Steps/Code to reproduce bug

import numpy as np
from numba import cuda, types
from numba.extending import typeof_impl, register_model, overload_attribute, models

class Foo:
    def __init__(self):
        self.dtype = np.dtype('uint8')

class FooType(types.Type):
    def __init__(self, val):
        self.dtype = val.dtype
        super().__init__(name='Foo')

@typeof_impl.register(Foo)
def typeof_Foo(val, c):
    return FooType(val)

# empty struct
@register_model(FooType)
class FooModel(models.StructModel):
    def __init__(self, dmm, fe_type):
        super().__init__(dmm, fe_type, members=[])

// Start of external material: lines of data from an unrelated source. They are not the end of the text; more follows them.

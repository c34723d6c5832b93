//! Binary sentiment classification over assembled feature vectors.

use std::fmt;

use serde::{Deserialize, Serialize};

use crate::error::{Result, SentirError};
use crate::primitives::SparseVector;

/// Binary sentiment label.
#[derive(Debug, Clone, Copy, PartialEq, Eq, Serialize, Deserialize)]
pub enum Sentiment {
    /// Satisfied customer (training label 1).
    Positive,
    /// Disappointed customer (training label 0).
    Negative,
}

impl fmt::Display for Sentiment {
    fn fmt(&self, f: &mut fmt::Formatter<'_>) -> fmt::Result {
        match self {
            Sentiment::Positive => write!(f, "positive"),
            Sentiment::Negative => write!(f, "negative"),
        }
    }
}

/// Outcome of one classification call.
///
/// `confidence` is the maximum class probability when the classifier exposes
/// probability estimates, and `None` otherwise — never fabricated.
#[derive(Debug, Clone, PartialEq)]
pub struct Prediction {
    /// Predicted sentiment.
    pub label: Sentiment,
    /// Maximum class probability in `[0, 1]`, when available.
    pub confidence: Option<f32>,
}

/// A frozen binary decision function over a fixed-width feature vector.
///
/// The assembler only depends on this trait, so any frozen model with a
/// known input width can sit at the end of the pipeline.
pub trait Classifier {
    /// The exact feature-vector width this classifier was trained on.
    fn expected_width(&self) -> usize;

    /// Classifies one feature vector.
    ///
    /// # Errors
    ///
    /// Returns [`SentirError::DimensionMismatch`] if the vector width is not
    /// [`Classifier::expected_width`], or [`SentirError::PredictionFailure`]
    /// for any other failure of the decision call.
    fn predict_one(&self, features: &SparseVector) -> Result<Prediction>;
}

/// Frozen logistic-regression classifier.
///
/// Holds fitted coefficients and intercept; the decision value is
/// `σ(w · x + b)` with `σ` the sigmoid. Exposes class probabilities, so its
/// predictions always carry a confidence.
///
/// # Examples
///
/// ```
/// use sentir::classification::{Classifier, LogisticRegression, Sentiment};
/// use sentir::primitives::SparseVector;
///
/// let model = LogisticRegression::from_params(vec![2.0, -2.0], 0.0)
///     .expect("non-empty coefficients");
/// let x = SparseVector::from_dense(&[1.0, 0.0]);
/// let prediction = model.predict_one(&x).expect("width matches");
/// assert_eq!(prediction.label, Sentiment::Positive);
/// assert!(prediction.confidence.expect("logistic exposes probabilities") > 0.5);
/// ```
#[derive(Debug, Clone, Serialize, Deserialize)]
pub struct LogisticRegression {
    /// Model coefficients (weights), one per feature column.
    coefficients: Vec<f32>,
    /// Intercept (bias) term.
    intercept: f32,
}

impl LogisticRegression {
    /// Creates a frozen model from fitted parameters.
    ///
    /// # Errors
    ///
    /// Returns an error if the coefficient vector is empty.
    pub fn from_params(coefficients: Vec<f32>, intercept: f32) -> Result<Self> {
        let model = Self {
            coefficients,
            intercept,
        };
        model.validate()?;
        Ok(model)
    }

    /// Re-checks the fitted-parameter invariants.
    ///
    /// `from_params` enforces these at construction, but deserialization
    /// bypasses the constructor; artifact loading calls this afterwards.
    ///
    /// # Errors
    ///
    /// Returns an error if the coefficient vector is empty.
    pub fn validate(&self) -> Result<()> {
        if self.coefficients.is_empty() {
            return Err(SentirError::Other(
                "classifier must have at least one coefficient".to_string(),
            ));
        }
        Ok(())
    }

    /// Sigmoid activation: σ(z) = 1 / (1 + e^(-z))
    fn sigmoid(z: f32) -> f32 {
        1.0 / (1.0 + (-z).exp())
    }

    /// Raw decision value `w · x + b` for one feature vector.
    ///
    /// # Errors
    ///
    /// Returns [`SentirError::DimensionMismatch`] if the vector width does
    /// not match the coefficient count.
    pub fn decision_value(&self, features: &SparseVector) -> Result<f32> {
        if features.width() != self.coefficients.len() {
            return Err(SentirError::dimension_mismatch(
                "classifier feature columns",
                self.coefficients.len(),
                features.width(),
            ));
        }
        let dot = features
            .dot_dense(&self.coefficients)
            .map_err(|e| SentirError::PredictionFailure {
                message: e.to_string(),
            })?;
        Ok(dot + self.intercept)
    }

    /// Probability of the positive class for one feature vector.
    ///
    /// # Errors
    ///
    /// Same conditions as [`LogisticRegression::decision_value`].
    pub fn predict_proba_one(&self, features: &SparseVector) -> Result<f32> {
        Ok(Self::sigmoid(self.decision_value(features)?))
    }
}

impl Classifier for LogisticRegression {
    fn expected_width(&self) -> usize {
        self.coefficients.len()
    }

    fn predict_one(&self, features: &SparseVector) -> Result<Prediction> {
        let proba = self.predict_proba_one(features)?;
        if proba.is_nan() {
            return Err(SentirError::PredictionFailure {
                message: "decision function produced NaN probability".to_string(),
            });
        }
        let label = if proba >= 0.5 {
            Sentiment::Positive
        } else {
            Sentiment::Negative
        };
        Ok(Prediction {
            label,
            confidence: Some(proba.max(1.0 - proba)),
        })
    }
}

@overload_attribute(FooType, "dtype")
def ol_Foo_dtype(foo):
    dtype = foo.dtype
    return lambda foo: dtype

foo = Foo()

# Works on host side (numpy dtype protocol: foo.dtype is used):
states = cuda.device_array(10, dtype=foo)
print(f"cuda.device_array dtype: {states.dtype}")  # uint8

# The same doesn't work on the device side
@cuda.jit
def kernel(out):
    # as a workaround, using foo.dtype works
    state = cuda.local.array(10, dtype=foo)
    out[0] = state[0]

kernel[1, 1](cuda.device_array(1, dtype=np.uint8))

Error:

/home/scratch.aellison_ent/sandbox/numbda-cuda-local-array-dtype-bug/.venv/lib/python3.13/site-packages/numba_cuda/numba/cuda/dispatcher.py:716: NumbaPerformanceWarning: Grid size 1 will likely result in GPU under-utilization due to low occupancy.
  warn(errors.NumbaPerformanceWarning(msg))
cuda.device_array dtype: uint8
Traceback (most recent call last):
  File "/home/scratch.aellison_ent/sandbox/numbda-cuda-local-array-dtype-bug/main.py", line 50, in <module>
    kernel[1, 1](cuda.device_array(1, dtype=np.uint8))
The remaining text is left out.